There is some strange stuff going on. We are a British company and rank much better in the US, where we don't sell, than the UK which is the all important home market.
A solution might be to get links from US-based sites, but I've yet to read anything convincing on this.
It's funny but hosting companies don't seem to grasp this. Our hosting company moved our site to Germany last year without telling us, and wondered why we go upset. For a short time we had a German IP address.
the major search engines will rely on the physical location of the server that hosts your site, based on its IP address, to determine your site's geo-location.
Not only that.Also the server locations of those sites from where the site is getting back links,will be judged.
This information is available in the Help systems of the non-US versions of the search engines. You just have to dig deeply to find it, as I did a while ago for a client. But as I also always mention, no amount of backlinks, <meta> tags, incense burning, or ritual incantations will have any effect on how the search engines determine your site's geo-location. I have confirmed this many times over the past couple of years in helping people get this problem resolved.
To be clear, the major search engines use two common criteria in determining a site's geo-location: (1) the presence of a Country Code Top Level Domain Name (or CC TLD, as in "somesite.co.uk"), and (2) the physical location of the server that hosts the site based on its IP address.
I have a site that has always been hosted in australia and enjoyed very good US serps up until 3-4 months ago.
Checking the site, the serps from google.co.au are'nt that different, unless I check 'pages from australia' (a much smaller result #).
Guess it's time to switch hosts tho....
I'd assume that hosting in the US helps on Google.com...which would get to the root of your problem.
Unfortunately, hosting country in US/Canada isn't an overly reliable indicator given the porousness of the border and the ease of crossborder hosting. There's an awful lot of Canadians hosted in the US, and the reverse is true as well.
I've been told that the situation is similiar in the UK.
Interestingly, this is kind of a push for Canadians to host in Canada instead of the US.
My friend,you are missing the link factor.Along with this 2,that is also a factor.

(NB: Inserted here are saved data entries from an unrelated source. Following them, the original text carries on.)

#[cfg(test)]
mod tests {
    use super::*;
    use chrono::{Duration as ChronoDuration, Timelike};
    use tempfile::{tempdir, TempDir};

    fn test_profile(name: &str) -> (Arc<Profile>, TempDir) {
        let dir = tempdir().unwrap();
        let solar = Arc::new(SolarClock::new(44.8125, 20.4612));
        let profile = Profile::new(name, "test profile", dir.path(), solar);
        (profile, dir)
    }

    fn future_cfg(name: &str, minutes: i64) -> EventConfig {
        let mut cfg = EventConfig::named(name);
        cfg.target_time = Some(format_timestamp(
            &(Local::now() + ChronoDuration::minutes(minutes)),
        ));
        cfg
    }

    fn recurring_cfg(name: &str, minutes: i64) -> EventConfig {
        let mut cfg = future_cfg(name, minutes);
        cfg.frequency = "EveryNthMinute".to_string();
        cfg.rate = 10;
        cfg
    }

    #[tokio::test]
    async fn add_and_get_events() {
        let (profile, _dir) = test_profile("Basics");

        assert!(profile.add_event(&future_cfg("lamp", 30), false).await);
        assert!(profile.get_event("lamp").await.is_some());
        assert_eq!(profile.event_count().await, 1);
        assert!(profile.is_dirty());
    }

    #[tokio::test]
    async fn duplicate_names_collide_without_overwrite() {
        let (profile, _dir) = test_profile("Collisions");

        assert!(profile.add_event(&future_cfg("dup", 30), false).await);
        assert!(!profile.add_event(&future_cfg("dup", 40), false).await);
        assert_eq!(profile.event_count().await, 1);
    }

    #[tokio::test]
    async fn overwrite_replaces_the_existing_event() {
        let (profile, _dir) = test_profile("Overwrite");

        assert!(profile.add_event(&future_cfg("slot", 30), true).await);
        let first = profile.get_event("slot").await.unwrap();

        assert!(profile.add_event(&future_cfg("slot", 60), true).await);
        let second = profile.get_event("slot").await.unwrap();

        assert_eq!(profile.event_count().await, 1);
        assert!(!Arc::ptr_eq(&first, &second));
    }

    #[tokio::test]
    async fn invalid_event_is_reported_false() {
        let (profile, _dir) = test_profile("Invalid");

        let mut cfg = future_cfg("broken", 30);
        cfg.frequency = "EveryNthWeek".to_string();
        cfg.add_rate = 0;

        assert!(!profile.add_event(&cfg, false).await);
        assert_eq!(profile.event_count().await, 0);
    }

    #[tokio::test]
    async fn past_one_time_event_is_not_added() {
        let (profile, _dir) = test_profile("TooLate");

        let mut cfg = EventConfig::named("missed");
        cfg.target_time = Some(format_timestamp(
            &(Local::now() - ChronoDuration::minutes(1)),
        ));

        assert!(!profile.add_event(&cfg, false).await);
        assert_eq!(profile.event_count().await, 0);
    }

    #[tokio::test]
    async fn remove_event_by_name() {
        let (profile, _dir) = test_profile("Removal");

        profile.add_event(&future_cfg("ephemeral", 30), false).await;
        assert!(profile.remove_event("ephemeral").await);
        assert!(!profile.remove_event("ephemeral").await);
        assert_eq!(profile.event_count().await, 0);
    }

    #[tokio::test]
    async fn events_snapshot_is_sorted_by_target_time() {
        let (profile, _dir) = test_profile("Sorted");

        profile.add_event(&future_cfg("later", 90), false).await;
        profile.add_event(&future_cfg("sooner", 30), false).await;
        profile.add_event(&future_cfg("middle", 60), false).await;

        let names: Vec<String> = profile
            .get_events()
            .await
            .iter()
            .map(|e| e.name().to_string())
            .collect();
        assert_eq!(names, vec!["sooner", "middle", "later"]);
    }

    #[tokio::test]
    async fn enable_and_disable_all() {
        let (profile, _dir) = test_profile("Toggles");

        profile.add_event(&recurring_cfg("a", 30), false).await;
        profile.add_event(&recurring_cfg("b", 60), false).await;

        assert!(profile.disable_all_events().await);
        for event in profile.get_events().await {
            assert_eq!(event.status().await, crate::event::EventStatus::Disabled);
        }

        assert!(profile.enable_all_events().await);
        for event in profile.get_events().await {
            assert_eq!(event.status().await, crate::event::EventStatus::Enabled);
        }
    }

    #[tokio::test]
    async fn remove_all_empties_the_profile() {
        let (profile, _dir) = test_profile("Sweep");

        profile.add_event(&future_cfg("a", 30), false).await;
        profile.add_event(&future_cfg("b", 60), false).await;

        assert!(profile.remove_all_events().await);
        assert_eq!(profile.event_count().await, 0);
    }

    #[tokio::test]
    async fn save_renumbers_ids_by_target_order() {
        let (profile, _dir) = test_profile("Renumber");

        profile.add_event(&future_cfg("third", 90), false).await;
        profile.add_event(&future_cfg("first", 30), false).await;
        profile.add_event(&future_cfg("second", 60), false).await;

        profile.save().await.unwrap();
        assert!(!profile.is_dirty());

        let saved = store::read_profile(profile.file_path()).await.unwrap();
        assert_eq!(saved.name, "Renumber");
        assert!(saved.last_modified.is_some());

        let order: Vec<(u32, String)> = saved
            .events
            .iter()
            .map(|e| (e.id, e.name.clone()))
            .collect();
        assert_eq!(
            order,
            vec![
                (1, "first".to_string()),
                (2, "second".to_string()),
                (3, "third".to_string()),
            ]
        );

        // Persisted targets carry no seconds
        for event in &saved.events {
            let target =
                crate::config::parse_timestamp(event.target_time.as_deref().unwrap()).unwrap();
            assert_eq!(target.second(), 0);
        }
    }

    #[tokio::test]
    async fn saved_profile_reloads_into_the_same_events() {
        let (profile, dir) = test_profile("Reload");

        let mut cfg = recurring_cfg("pump", 45);
        cfg.description = "garden pump".to_string();
        cfg.actions = Some(vec!["relay-7".to_string()]);
        profile.add_event(&cfg, false).await;

        profile.save().await.unwrap();
        profile.dispose().await;

        let saved = store::read_profile(profile.file_path()).await.unwrap();
        let solar = Arc::new(SolarClock::new(44.8125, 20.4612));
        let reloaded = Profile::new(&saved.name, &saved.description, dir.path(), solar);
        for event_cfg in &saved.events {
            assert!(reloaded.add_event(event_cfg, true).await);
        }

        let pump = reloaded.get_event("pump").await.unwrap();
        assert_eq!(pump.description().await, "garden pump");
        assert_eq!(pump.actions().await, vec!["relay-7".to_string()]);
        assert!(pump.target_time().await > Local::now() - ChronoDuration::minutes(1));
        reloaded.dispose().await;
    }

    #[tokio::test]
    async fn dirty_edge_triggers_a_deferred_save() {
        let (profile, _dir) = test_profile("Debounce");

        profile.add_event(&future_cfg("spark", 30), false).await;
        assert!(profile.is_dirty());
        assert!(!profile.file_path().exists());

        // Debounce window is three seconds
        tokio::time::sleep(Duration::from_millis(4500)).await;

        assert!(profile.file_path().exists());
        assert!(!profile.is_dirty());
    }

    #[tokio::test]
    async fn dispose_flushes_and_is_idempotent() {
        let (profile, _dir) = test_profile("Flush");

        profile.add_event(&future_cfg("keeper", 30), false).await;
        assert!(profile.is_dirty());

        profile.dispose().await;
        assert!(profile.file_path().exists());
        assert_eq!(profile.event_count().await, 0);

        // Second dispose is a no-op
        profile.dispose().await;
    }

    #[tokio::test]
    async fn one_time_event_removes_itself_after_firing() {
        let (profile, _dir) = test_profile("SelfRemove");

        profile.add_event(&future_cfg("flash", 30), false).await;
        let event = profile.get_event("flash").await.unwrap();

        event.inner.write().await.target_time = Local::now() - ChronoDuration::seconds(30);
        event.tick().await;

        assert!(profile.get_event("flash").await.is_none());
        assert!(event.last_fired().await.is_some());
        assert!(profile.is_dirty());
    }

    #[tokio::test]
    async fn fires_are_reemitted_to_profile_subscribers() {
        let (profile, _dir) = test_profile("FanOut");

        profile.add_event(&recurring_cfg("beacon", 30), false).await;
        let event = profile.get_event("beacon").await.unwrap();

        let (tx, mut rx) = tokio::sync::mpsc::unbounded_channel();
        profile.on_event_fired(Arc::new(move |fired: &Arc<Event>| {
            let _ = tx.send(fired.name().to_string());
        }));

        event.inner.write().await.target_time = Local::now() - ChronoDuration::seconds(30);
        event.tick().await;

        assert_eq!(rx.recv().await.unwrap(), "beacon");
    }

    #[tokio::test]
    async fn panicking_subscriber_does_not_break_the_fire() {
        let (profile, _dir) = test_profile("Panics");

        profile.add_event(&recurring_cfg("robust", 30), false).await;
        let event = profile.get_event("robust").await.unwrap();

        profile.on_event_fired(Arc::new(|_: &Arc<Event>| {
            panic!("subscriber bug");
        }));
        let (tx, mut rx) = tokio::sync::mpsc::unbounded_channel();
        profile.on_event_fired(Arc::new(move |fired: &Arc<Event>| {
            let _ = tx.send(fired.name().to_string());
        }));

        event.inner.write().await.target_time = Local::now() - ChronoDuration::seconds(30);
        event.tick().await;

        assert_eq!(rx.recv().await.unwrap(), "robust");
        assert!(event.last_fired().await.is_some());
    }
}
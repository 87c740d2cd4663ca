use std::collections::HashMap;
use std::panic::{catch_unwind, AssertUnwindSafe};
use std::sync::atomic::{AtomicU64, Ordering};
use std::sync::{Arc, Mutex};
use tracing::warn;

use super::runtime::Event;

/// Callback invoked when an event fires.
pub type FireCallback = Arc<dyn Fn(&Arc<Event>) + Send + Sync>;

/// A multicast subscriber list: single delivery per subscriber per fire,
/// synchronous on the firing thread. Panicking subscribers are logged and
/// never break the fire chain.
#[derive(Default)]
pub struct SubscriberList {
    next_id: AtomicU64,
    subscribers: Mutex<HashMap<u64, FireCallback>>,
}

impl SubscriberList {
    pub fn new() -> Self {
        Self::default()
    }

    pub fn subscribe(&self, callback: FireCallback) -> u64 {
        let id = self.next_id.fetch_add(1, Ordering::Relaxed);
        if let Ok(mut subscribers) = self.subscribers.lock() {
            subscribers.insert(id, callback);
        }
        id
    }

    pub fn unsubscribe(&self, id: u64) -> bool {
        self.subscribers
            .lock()
            .map(|mut subscribers| subscribers.remove(&id).is_some())
            .unwrap_or(false)
    }

    pub fn clear(&self) {
        if let Ok(mut subscribers) = self.subscribers.lock() {
            subscribers.clear();
        }
    }

    pub fn emit(&self, event: &Arc<Event>) {
        // Snapshot so user callbacks run without holding the lock
        let snapshot: Vec<FireCallback> = match self.subscribers.lock() {
            Ok(subscribers) => subscribers.values().cloned().collect(),
            Err(_) => return,
        };

        for callback in snapshot {
            if catch_unwind(AssertUnwindSafe(|| callback(event))).is_err() {
                warn!(
                    "subscriber panicked while handling fire of event '{}'",
                    event.name()
                );
            }
        }
    }
}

I didn't miss it. I left it out because I don't believe its correct. I've never seen backlinks mentioned in the online documentation of any of the major search engines. I've never seen a search engine representative confirm that its used for geo-location. And I've never seen evidence of it in the search engines. If someone can point to a reference in the search engine documentation that they use backlinks for geo-location, a confirmation by a search engine representative, or an example of a .com, .net, or .org domain rank in a country-specific search while being hosted outside of that country, I'll be happy to change my little speech.